La diocesi di Roma ha confermato il decesso del cardinale Camillo Ruini, spentosi all’età di 95 anni. Teologo e figura tra le più autorevoli della Chiesa cattolica contemporanea, Ruini ha rappresentato un punto di riferimento istituzionale imprescindibile nel periodo compreso tra gli anni Ottanta e i primi anni Duemila, operando in stretta sinergia con il pontificato di San Giovanni Paolo II.

Nato a Sassuolo nel 1931, dopo aver completato la formazione teologica alla Pontificia Università Gregoriana ed essere stato ordinato sacerdote nel 1954, si è dedicato per anni all’insegnamento accademico nei seminari emiliani. La sua parabola ecclesiale ha registrato un’accelerazione significativa nel 1983 con la nomina a vescovo ausiliare di Reggio Emilia e la successiva designazione a coordinatore del Convegno ecclesiale di Loreto del 1985, un evento cruciale per il rilancio del protagonismo culturale dei cattolici. Nel 1986 ha assunto la carica di segretario generale della Conferenza Episcopale Italiana, divenendo poi nel 1991 il titolare della presidenza della CEI e, contestualmente, vicario generale per la diocesi di Roma, ruoli mantenuti per oltre un decennio.

La dottrina dei valori etici e l’interazione con il sistema politico italiano

Sotto la sua guida, la Chiesa italiana ha ridefinito la propria presenza pubblica all’indomani della dissoluzione della Democrazia Cristiana, declinando un modello di intervento culturale autonomo dalle singole strutture partitiche.

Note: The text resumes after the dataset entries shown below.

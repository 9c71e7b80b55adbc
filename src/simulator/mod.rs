//! Battle balance simulator for Monte Carlo analysis.
//!
//! Runs many seeded battles through the same engine used live and offline, then
//! aggregates DPS, kill and tag statistics per class.

mod config;
mod report;
mod runner;

pub use config::SimConfig;
pub use report::{RunStats, SimReport};
pub use runner::run_simulation;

La leadership di Ruini si è caratterizzata per la teorizzazione e l’introduzione nel dibattito nazionale dei cosiddetti valori non negoziabili, formule orientate alla tutela della vita umana, della famiglia tradizionale e della libertà di educazione. Il momento di massima visibilità di questa strategia si è manifestato in occasione del referendum sulla procreazione assistita, durante il quale l’indicazione dell’astensione promossa dai vertici ecclesiastici ha determinato il mancato raggiungimento del quorum, segnando una svolta nelle modalità di partecipazione politica sui temi bioetici.

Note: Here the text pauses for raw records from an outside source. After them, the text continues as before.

//! Live enemy set for one battle.
//!
//! Enemies live in an arena addressed by [`CombatantId`]. Handles are never reused
//! within a battle. Dead enemies stay in the arena and are skipped by every
//! enumeration, so the relative order of survivors never changes when something
//! dies. A cleared group is dropped when the next group spawns, which keeps the arena
//! bounded by one group however long an endless encounter runs.

use super::types::{CombatantId, DamageOutcome, Enemy};
use crate::core::timeline::EncounterTransition;
use serde::{Deserialize, Serialize};
use std::collections::VecDeque;

/// How an encounter is composed.
#[derive(Debug, Clone, PartialEq, Serialize, Deserialize)]
pub enum EncounterSpec {
    /// One enemy.
    Single(Enemy),
    /// Several enemies fought at once.
    Group(Vec<Enemy>),
    /// Groups fought one after another.
    Waves(Vec<Vec<Enemy>>),
    /// A group that respawns every time it is cleared.
    Endless(Vec<Enemy>),
}

impl EncounterSpec {
    pub fn enemy_count(&self) -> usize {
        match self {
            EncounterSpec::Single(_) => 1,
            EncounterSpec::Group(group) | EncounterSpec::Endless(group) => group.len(),
            EncounterSpec::Waves(waves) => waves.iter().map(Vec::len).sum(),
        }
    }
}

#[derive(Debug, Clone, PartialEq, Serialize, Deserialize)]
pub struct Encounter {
    arena: Vec<Enemy>,
    next_id: u32,
    pending_waves: VecDeque<Vec<Enemy>>,
    respawn_group: Option<Vec<Enemy>>,
    primary_override: Option<CombatantId>,
    wave: u32,
}

impl Encounter {
    pub fn new(spec: EncounterSpec) -> Self {
        let mut encounter = Self {
            arena: Vec::new(),
            next_id: 0,
            pending_waves: VecDeque::new(),
            respawn_group: None,
            primary_override: None,
            wave: 0,
        };
        match spec {
            EncounterSpec::Single(enemy) => {
                encounter.spawn_group(vec![enemy]);
            }
            EncounterSpec::Group(group) => {
                encounter.spawn_group(group);
            }
            EncounterSpec::Waves(waves) => {
                encounter.pending_waves = waves.into();
                if let Some(first) = encounter.pending_waves.pop_front() {
                    encounter.spawn_group(first);
                }
            }
            EncounterSpec::Endless(group) => {
                encounter.respawn_group = Some(group.clone());
                encounter.spawn_group(group);
            }
        }
        encounter
    }

    /// Appends `group` to the arena, assigning fresh handles.
    pub fn spawn_group(&mut self, group: Vec<Enemy>) -> Vec<CombatantId> {
        let mut ids = Vec::with_capacity(group.len());
        for mut enemy in group {
            let id = CombatantId(self.next_id);
            self.next_id += 1;
            enemy.id = id;
            self.arena.push(enemy);
            ids.push(id);
        }
        self.wave += 1;
        ids
    }

    // Handles are handed out in ascending order, so the arena stays sorted by id.
    fn position(&self, id: CombatantId) -> Option<usize> {
        self.arena.binary_search_by_key(&id, |e| e.id).ok()
    }

    pub fn get(&self, id: CombatantId) -> Option<&Enemy> {
        self.position(id).map(|i| &self.arena[i])
    }

    pub fn get_mut(&mut self, id: CombatantId) -> Option<&mut Enemy> {
        self.position(id).map(move |i| &mut self.arena[i])
    }

    pub fn is_alive(&self, id: CombatantId) -> bool {
        self.get(id).is_some_and(Enemy::is_alive)
    }

    /// Enemies of the current group, dead ones included.
    pub fn enemies(&self) -> &[Enemy] {
        &self.arena
    }

    pub fn living(&self) -> impl Iterator<Item = &Enemy> {
        self.arena.iter().filter(|e| e.is_alive())
    }

    pub fn living_ids(&self) -> Vec<CombatantId> {
        self.living().map(|e| e.id).collect()
    }

    pub fn living_count(&self) -> usize {
        self.living().count()
    }

    pub fn is_cleared(&self) -> bool {
        self.living().next().is_none()
    }

    /// Number of groups spawned so far (first wave is 1).
    pub fn wave(&self) -> u32 {
        self.wave
    }

    /// Forces target selection onto `id` while it lives.
    pub fn set_primary_override(&mut self, id: Option<CombatantId>) {
        self.primary_override = id;
    }

    /// The current primary target: the override if alive, else the first living enemy.
    pub fn primary_target(&self) -> Option<CombatantId> {
        if let Some(id) = self.primary_override {
            if self.is_alive(id) {
                return Some(id);
            }
        }
        self.living().next().map(|e| e.id)
    }

    /// Up to `max_targets` living enemies in enumeration order.
    ///
    /// With `include_primary` the primary target comes first; without it the primary
    /// is left out entirely.
    pub fn select_aoe_targets(&self, max_targets: usize, include_primary: bool) -> Vec<CombatantId> {
        let primary = self.primary_target();
        let mut targets = Vec::with_capacity(max_targets);
        if max_targets == 0 {
            return targets;
        }
        if include_primary {
            if let Some(p) = primary {
                targets.push(p);
            }
        }
        for enemy in self.living() {
            if targets.len() >= max_targets {
                break;
            }
            if Some(enemy.id) == primary {
                continue;
            }
            targets.push(enemy.id);
        }
        targets
    }

    /// Lands `amount` of already-mitigated damage on `id`.
    ///
    /// Hitting a dead or unknown target is a no-op.
    pub fn apply_damage(&mut self, id: CombatantId, amount: u32) -> DamageOutcome {
        let Some(enemy) = self.get_mut(id) else {
            return DamageOutcome::default();
        };
        if !enemy.is_alive() {
            return DamageOutcome::default();
        }
        let overkill = amount.saturating_sub(enemy.current_hp);
        enemy.current_hp = enemy.current_hp.saturating_sub(amount);
        DamageOutcome {
            amount,
            overkill,
            killed: enemy.current_hp == 0,
        }
    }

    /// The transition that follows once the current group is cleared, if any.
    pub fn next_transition(&self) -> Option<EncounterTransition> {
        if !self.pending_waves.is_empty() {
            Some(EncounterTransition::NextWave)
        } else if self.respawn_group.is_some() {
            Some(EncounterTransition::Respawn)
        } else {
            None
        }
    }

    /// Brings in the next group. Returns the new handles.
    ///
    /// Dead enemies of the previous group are dropped first; their handles stay
    /// retired so stale references resolve to nothing.
    pub fn advance(&mut self, transition: EncounterTransition) -> Vec<CombatantId> {
        self.arena.retain(Enemy::is_alive);
        match transition {
            EncounterTransition::NextWave => match self.pending_waves.pop_front() {
                Some(group) => self.spawn_group(group),
                None => Vec::new(),
            },
            EncounterTransition::Respawn => match &self.respawn_group {
                Some(group) => {
                    let fresh = group.iter().map(Enemy::revived).collect();
                    self.spawn_group(fresh)
                }
                None => Vec::new(),
            },
        }
    }

    /// A copy holding only living enemies plus future content, handles renumbered.
    ///
    /// Used when persisting a battle; handles are only meaningful within one run.
    pub fn compacted(&self) -> Encounter {
        let mut compact = Encounter {
            arena: Vec::new(),
            next_id: 0,
            pending_waves: self.pending_waves.clone(),
            respawn_group: self.respawn_group.clone(),
            primary_override: None,
            wave: self.wave.saturating_sub(1),
        };
        let living: Vec<Enemy> = self.living().cloned().collect();
        compact.spawn_group(living);
        compact
    }
}

#[cfg(test)]
mod tests {
    use super::*;

    fn three_wolves() -> Encounter {
        Encounter::new(EncounterSpec::Group(vec![
            Enemy::new("Wolf A", 10, 1),
            Enemy::new("Wolf B", 10, 1),
            Enemy::new("Wolf C", 10, 1),
        ]))
    }

    #[test]
    fn test_handles_follow_registration_order() {
        let encounter = three_wolves();
        assert_eq!(
            encounter.living_ids(),
            vec![CombatantId(0), CombatantId(1), CombatantId(2)]
        );
        assert_eq!(encounter.primary_target(), Some(CombatantId(0)));
    }

    #[test]
    fn test_dead_enemy_skipped_without_reordering() {
        let mut encounter = three_wolves();
        let outcome = encounter.apply_damage(CombatantId(1), 25);
        assert!(outcome.killed);
        assert_eq!(outcome.overkill, 15);
        assert_eq!(encounter.living_ids(), vec![CombatantId(0), CombatantId(2)]);

        encounter.apply_damage(CombatantId(0), 10);
        assert_eq!(encounter.primary_target(), Some(CombatantId(2)));
    }

    #[test]
    fn test_aoe_selection_primary_first_and_capped() {
        let mut encounter = three_wolves();
        encounter.set_primary_override(Some(CombatantId(2)));
        assert_eq!(
            encounter.select_aoe_targets(2, true),
            vec![CombatantId(2), CombatantId(0)]
        );
        assert_eq!(
            encounter.select_aoe_targets(5, false),
            vec![CombatantId(0), CombatantId(1)]
        );
        assert!(encounter.select_aoe_targets(0, true).is_empty());
    }

    #[test]
    fn test_override_falls_back_when_dead() {
        let mut encounter = three_wolves();
        encounter.set_primary_override(Some(CombatantId(1)));
        encounter.apply_damage(CombatantId(1), 10);
        assert_eq!(encounter.primary_target(), Some(CombatantId(0)));
    }

    #[test]
    fn test_damage_to_dead_target_is_noop() {
        let mut encounter = three_wolves();
        encounter.apply_damage(CombatantId(0), 10);
        let again = encounter.apply_damage(CombatantId(0), 10);
        assert_eq!(again, DamageOutcome::default());
        assert_eq!(encounter.apply_damage(CombatantId(42), 10), DamageOutcome::default());
    }

    #[test]
    fn test_cleared_encounter_has_no_targets() {
        let mut encounter = Encounter::new(EncounterSpec::Single(Enemy::new("Rat", 5, 1)));
        encounter.apply_damage(CombatantId(0), 5);
        assert!(encounter.is_cleared());
        assert_eq!(encounter.primary_target(), None);
        assert!(encounter.select_aoe_targets(3, true).is_empty());
        assert_eq!(encounter.next_transition(), None);
    }

    #[test]
    fn test_waves_advance_in_order() {
        let mut encounter = Encounter::new(EncounterSpec::Waves(vec![
            vec![Enemy::new("Scout", 5, 1)],
            vec![Enemy::new("Brute", 20, 3), Enemy::new("Shaman", 10, 2)],
        ]));
        assert_eq!(encounter.wave(), 1);
        encounter.apply_damage(CombatantId(0), 5);
        assert_eq!(encounter.next_transition(), Some(EncounterTransition::NextWave));

        let spawned = encounter.advance(EncounterTransition::NextWave);
        assert_eq!(spawned, vec![CombatantId(1), CombatantId(2)]);
        assert_eq!(encounter.wave(), 2);
        assert_eq!(encounter.get(CombatantId(1)).unwrap().name, "Brute");
        assert_eq!(encounter.next_transition(), None);
    }

    #[test]
    fn test_endless_respawns_fresh_copies() {
        let mut encounter = Encounter::new(EncounterSpec::Endless(vec![Enemy::new("Slime", 8, 1)]));
        encounter.apply_damage(CombatantId(0), 8);
        assert_eq!(encounter.next_transition(), Some(EncounterTransition::Respawn));
        let spawned = encounter.advance(EncounterTransition::Respawn);
        assert_eq!(spawned, vec![CombatantId(1)]);
        assert_eq!(encounter.get(CombatantId(1)).unwrap().current_hp, 8);
    }

    #[test]
    fn test_compacted_keeps_living_and_future_waves() {
        let mut encounter = Encounter::new(EncounterSpec::Waves(vec![
            vec![Enemy::new("A", 5, 1), Enemy::new("B", 5, 1)],
            vec![Enemy::new("C", 5, 1)],
        ]));
        encounter.apply_damage(CombatantId(0), 5);
        let compact = encounter.compacted();
        assert_eq!(compact.enemies().len(), 1);
        assert_eq!(compact.enemies()[0].name, "B");
        assert_eq!(compact.enemies()[0].id, CombatantId(0));
        assert_eq!(compact.wave(), 1);
        assert_eq!(compact.next_transition(), Some(EncounterTransition::NextWave));
    }

    #[test]
    fn test_endless_arena_stays_bounded() {
        let mut encounter = Encounter::new(EncounterSpec::Endless(vec![
            Enemy::new("Slime", 8, 1),
            Enemy::new("Ooze", 8, 1),
        ]));
        for _ in 0..500 {
            for id in encounter.living_ids() {
                encounter.apply_damage(id, 8);
            }
            assert!(encounter.is_cleared());
            encounter.advance(EncounterTransition::Respawn);
            assert_eq!(encounter.enemies().len(), 2);
        }
        // Handles keep counting up and retired ones resolve to nothing.
        assert_eq!(encounter.living_ids(), vec![CombatantId(1000), CombatantId(1001)]);
        assert!(encounter.get(CombatantId(0)).is_none());
        assert_eq!(encounter.apply_damage(CombatantId(1), 8), DamageOutcome::default());
        assert_eq!(encounter.wave(), 501);
    }
}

Il suo magistero istituzionale ha incrociato le riforme del panorama politico della Seconda Repubblica, mantenendo canali di confronto complessi con i diversi esecutivi e in particolare con il centrodestra guidato da Silvio Berlusconi, in una dialettica talvolta controversa tra la salvaguardia dei principi dottrinali e le dinamiche laiche dello Stato. Dopo il 2005 e il progressivo disimpegno dagli incarichi apicali, la sua figura è rimasta al centro delle interpretazioni storiografiche, oscillando tra la descrizione critica in chiave conservatrice e il riconoscimento di una spiccata intelligenza diplomatica applicata alla transizione della società italiana.